Work item:
Exact transcription of the records is required.

Records from a data source:
=== Begin Enclosure ===

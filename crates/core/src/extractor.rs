//! Frontmatter extraction from note files.
//!
//! A note's frontmatter is the text between its first two `---` lines. Lines
//! are consumed lazily and reading stops at the second delimiter, so the
//! note body is never read.

use crate::error::{ExtractError, IndexError, IndexResult};
use crate::{retry, scanner};
use serde_json::Value as JsonValue;
use serde_yaml::Value as YamlValue;
use std::path::Path;
use storage::{IndexEntry, Metadata};
use tokio::fs::File;
use tokio::io::{AsyncBufRead, AsyncBufReadExt, BufReader};
use tracing::debug;

pub const DELIMITER: &str = "---";

/// Attempts per note before giving up. An editor may be rewriting the file
/// while it is read; a few immediate retries ride that out.
pub const DEFAULT_MAX_ATTEMPTS: u32 = 4;

/// Produces the index entry for one note.
#[async_trait::async_trait]
pub trait NoteReader: Send + Sync {
    async fn read_note(&self, path: &Path) -> IndexResult<IndexEntry>;
}

/// Reads notes from disk, retrying failed extractions.
#[derive(Debug, Clone)]
pub struct FrontmatterReader {
    max_attempts: u32,
}

impl FrontmatterReader {
    pub fn new(max_attempts: u32) -> Self {
        Self { max_attempts }
    }
}

impl Default for FrontmatterReader {
    fn default() -> Self {
        Self::new(DEFAULT_MAX_ATTEMPTS)
    }
}

#[async_trait::async_trait]
impl NoteReader for FrontmatterReader {
    async fn read_note(&self, path: &Path) -> IndexResult<IndexEntry> {
        read_with_retries(path, self.max_attempts, |_| {}).await
    }
}

/// Retry loop around [`read_attempt`]. `before_attempt` runs with the 1-based
/// attempt number right before the note is opened.
async fn read_with_retries<F>(
    path: &Path,
    max_attempts: u32,
    mut before_attempt: F,
) -> IndexResult<IndexEntry>
where
    F: FnMut(u32) + Send,
{
    retry::with_retries(max_attempts, |attempt| {
        before_attempt(attempt);
        read_attempt(path)
    })
    .await
    .map_err(|exhausted| IndexError::RetryExhausted {
        path: path.to_path_buf(),
        attempts: exhausted.attempts,
        source: exhausted.last,
    })
}

/// One extraction attempt. The handle is opened here and dropped on every
/// return path, before the next attempt starts.
async fn read_attempt(path: &Path) -> Result<IndexEntry, ExtractError> {
    let file = File::open(path).await?;
    let updated = scanner::change_timestamp(&file.metadata().await?);
    let metadata = extract_frontmatter(BufReader::new(file)).await?;
    debug!(path = %path.display(), keys = metadata.len(), "extracted frontmatter");
    Ok(IndexEntry::new(updated, metadata))
}

/// Extracts and parses the frontmatter block from `reader`.
pub async fn extract_frontmatter<R>(reader: R) -> Result<Metadata, ExtractError>
where
    R: AsyncBufRead + Unpin,
{
    let lines = frontmatter_lines(reader).await?;
    parse_mapping(&lines.join("\n"))
}

/// Collects content lines up to the second delimiter line.
///
/// Accumulation starts at the first line of the input, so any text before
/// the opening delimiter is part of the block. Lines are trimmed, which
/// flattens block-indented YAML; nested values need flow style
/// (`place: {city: Lisbon}`).
pub async fn frontmatter_lines<R>(reader: R) -> Result<Vec<String>, ExtractError>
where
    R: AsyncBufRead + Unpin,
{
    let mut lines = reader.lines();
    let mut content = Vec::new();
    let mut delimiters = 0;
    while let Some(line) = lines.next_line().await? {
        if line.trim() == DELIMITER {
            delimiters += 1;
            if delimiters == 2 {
                return Ok(content);
            }
        } else {
            content.push(line.trim().to_string());
        }
    }
    Err(ExtractError::InvalidNotesFile)
}

/// Parses a YAML mapping. An empty block yields an empty mapping.
pub fn parse_mapping(text: &str) -> Result<Metadata, ExtractError> {
    let value: YamlValue =
        serde_yaml::from_str(text).map_err(|e| ExtractError::InvalidYaml(e.to_string()))?;
    match value {
        YamlValue::Null => Ok(Metadata::new()),
        YamlValue::Mapping(map) => to_object(map),
        other => Err(ExtractError::InvalidYaml(format!(
            "expected a mapping, found {}",
            kind(&other)
        ))),
    }
}

fn to_object(map: serde_yaml::Mapping) -> Result<Metadata, ExtractError> {
    map.into_iter()
        .map(|(key, value)| -> Result<_, ExtractError> {
            Ok((key_string(key)?, to_json(value)?))
        })
        .collect()
}

fn key_string(key: YamlValue) -> Result<String, ExtractError> {
    match key {
        YamlValue::String(s) => Ok(s),
        YamlValue::Bool(b) => Ok(b.to_string()),
        YamlValue::Number(n) => Ok(n.to_string()),
        YamlValue::Tagged(tagged) => key_string(tagged.value),
        other => Err(ExtractError::InvalidYaml(format!(
            "unsupported {} mapping key",
            kind(&other)
        ))),
    }
}

fn to_json(value: YamlValue) -> Result<JsonValue, ExtractError> {
    Ok(match value {
        YamlValue::Null => JsonValue::Null,
        YamlValue::Bool(b) => JsonValue::Bool(b),
        YamlValue::Number(n) => number(&n),
        YamlValue::String(s) => JsonValue::String(s),
        YamlValue::Sequence(seq) => {
            JsonValue::Array(seq.into_iter().map(to_json).collect::<Result<_, _>>()?)
        }
        YamlValue::Mapping(map) => JsonValue::Object(to_object(map)?),
        YamlValue::Tagged(tagged) => to_json(tagged.value)?,
    })
}

// Non-finite floats have no JSON form.
fn number(n: &serde_yaml::Number) -> JsonValue {
    if let Some(i) = n.as_i64() {
        JsonValue::from(i)
    } else if let Some(u) = n.as_u64() {
        JsonValue::from(u)
    } else {
        n.as_f64()
            .and_then(serde_json::Number::from_f64)
            .map(JsonValue::Number)
            .unwrap_or(JsonValue::Null)
    }
}

fn kind(value: &YamlValue) -> &'static str {
    match value {
        YamlValue::Null => "null",
        YamlValue::Bool(_) => "boolean",
        YamlValue::Number(_) => "number",
        YamlValue::String(_) => "string",
        YamlValue::Sequence(_) => "sequence",
        YamlValue::Mapping(_) => "mapping",
        YamlValue::Tagged(_) => "tagged value",
    }
}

=== End Enclosure ===

Exercise solution:
filename crates/core/src/extractor.rs
//! Frontmatter extraction from note files.
//!
//! A note's frontmatter is the text between its first two `---` lines. Lines
//! are consumed lazily and reading stops at the second delimiter, so the
//! note body is never read.

use crate::error::{ExtractError, IndexError, IndexResult};
use crate::{retry, scanner};
use serde_json::Value as JsonValue;
use serde_yaml::Value as YamlValue;
use std::path::Path;
use storage::{IndexEntry, Metadata};
use tokio::fs::File;
use tokio::io::{AsyncBufRead, AsyncBufReadExt, BufReader};
use tracing::debug;

pub const DELIMITER: &str = "---";

/// Attempts per note before giving up. An editor may be rewriting the file
/// while it is read; a few immediate retries ride that out.
pub const DEFAULT_MAX_ATTEMPTS: u32 = 4;

/// Produces the index entry for one note.
#[async_trait::async_trait]
pub trait NoteReader: Send + Sync {
    async fn read_note(&self, path: &Path) -> IndexResult<IndexEntry>;
}

/// Reads notes from disk, retrying failed extractions.
#[derive(Debug, Clone)]
pub struct FrontmatterReader {
    max_attempts: u32,
}

impl FrontmatterReader {
    pub fn new(max_attempts: u32) -> Self {
        Self { max_attempts }
    }
}

impl Default for FrontmatterReader {
    fn default() -> Self {
        Self::new(DEFAULT_MAX_ATTEMPTS)
    }
}

#[async_trait::async_trait]
impl NoteReader for FrontmatterReader {
    async fn read_note(&self, path: &Path) -> IndexResult<IndexEntry> {
        read_with_retries(path, self.max_attempts, |_| {}).await
    }
}

/// Retry loop around [`read_attempt`]. `before_attempt` runs with the 1-based
/// attempt number right before the note is opened.
async fn read_with_retries<F>(
    path: &Path,
    max_attempts: u32,
    mut before_attempt: F,
) -> IndexResult<IndexEntry>
where
    F: FnMut(u32) + Send,
{
    retry::with_retries(max_attempts, |attempt| {
        before_attempt(attempt);
        read_attempt(path)
    })
    .await
    .map_err(|exhausted| IndexError::RetryExhausted {
        path: path.to_path_buf(),
        attempts: exhausted.attempts,
        source: exhausted.last,
    })
}

/// One extraction attempt. The handle is opened here and dropped on every
/// return path, before the next attempt starts.
async fn read_attempt(path: &Path) -> Result<IndexEntry, ExtractError> {
    let file = File::open(path).await?;
    let updated = scanner::change_timestamp(&file.metadata().await?);
    let metadata = extract_frontmatter(BufReader::new(file)).await?;
    debug!(path = %path.display(), keys = metadata.len(), "extracted frontmatter");
    Ok(IndexEntry::new(updated, metadata))
}

/// Extracts and parses the frontmatter block from `reader`.
pub async fn extract_frontmatter<R>(reader: R) -> Result<Metadata, ExtractError>
where
    R: AsyncBufRead + Unpin,
{
    let lines = frontmatter_lines(reader).await?;
    parse_mapping(&lines.join("\n"))
}

/// Collects content lines up to the second delimiter line.
///
/// Accumulation starts at the first line of the input, so any text before
/// the opening delimiter is part of the block. Lines are trimmed, which
/// flattens block-indented YAML; nested values need flow style
/// (`place: {city: Lisbon}`).
pub async fn frontmatter_lines<R>(reader: R) -> Result<Vec<String>, ExtractError>
where
    R: AsyncBufRead + Unpin,
{
    let mut lines = reader.lines();
    let mut content = Vec::new();
    let mut delimiters = 0;
    while let Some(line) = lines.next_line().await? {
        if line.trim() == DELIMITER {
            delimiters += 1;
            if delimiters == 2 {
                return Ok(content);
            }
        } else {
            content.push(line.trim().to_string());
        }
    }
    Err(ExtractError::InvalidNotesFile)
}

/// Parses a YAML mapping. An empty block yields an empty mapping.
pub fn parse_mapping(text: &str) -> Result<Metadata, ExtractError> {
    let value: YamlValue =
        serde_yaml::from_str(text).map_err(|e| ExtractError::InvalidYaml(e.to_string()))?;
    match value {
        YamlValue::Null => Ok(Metadata::new()),
        YamlValue::Mapping(map) => to_object(map),
        other => Err(ExtractError::InvalidYaml(format!(
            "expected a mapping, found {}",
            kind(&other)
        ))),
    }
}

fn to_object(map: serde_yaml::Mapping) -> Result<Metadata, ExtractError> {
    map.into_iter()
        .map(|(key, value)| -> Result<_, ExtractError> {
            Ok((key_string(key)?, to_json(value)?))
        })
        .collect()
}

fn key_string(key: YamlValue) -> Result<String, ExtractError> {
    match key {
        YamlValue::String(s) => Ok(s),
        YamlValue::Bool(b) => Ok(b.to_string()),
        YamlValue::Number(n) => Ok(n.to_string()),
        YamlValue::Tagged(tagged) => key_string(tagged.value),
        other => Err(ExtractError::InvalidYaml(format!(
            "unsupported {} mapping key",
            kind(&other)
        ))),
    }
}

fn to_json(value: YamlValue) -> Result<JsonValue, ExtractError> {
    Ok(match value {
        YamlValue::Null => JsonValue::Null,
        YamlValue::Bool(b) => JsonValue::Bool(b),
        YamlValue::Number(n) => number(&n),
        YamlValue::String(s) => JsonValue::String(s),
        YamlValue::Sequence(seq) => {
            JsonValue::Array(seq.into_iter().map(to_json).collect::<Result<_, _>>()?)
        }
        YamlValue::Mapping(map) => JsonValue::Object(to_object(map)?),
        YamlValue::Tagged(tagged) => to_json(tagged.value)?,
    })
}

// Non-finite floats have no JSON form.
fn number(n: &serde_yaml::Number) -> JsonValue {
    if let Some(i) = n.as_i64() {
        JsonValue::from(i)
    } else if let Some(u) = n.as_u64() {
        JsonValue::from(u)
    } else {
        n.as_f64()
            .and_then(serde_json::Number::from_f64)
            .map(JsonValue::Number)
            .unwrap_or(JsonValue::Null)
    }
}

fn kind(value: &YamlValue) -> &'static str {
    match value {
        YamlValue::Null => "null",
        YamlValue::Bool(_) => "boolean",
        YamlValue::Number(_) => "number",
        YamlValue::String(_) => "string",
        YamlValue::Sequence(_) => "sequence",
        YamlValue::Mapping(_) => "mapping",
        YamlValue::Tagged(_) => "tagged value",
    }
}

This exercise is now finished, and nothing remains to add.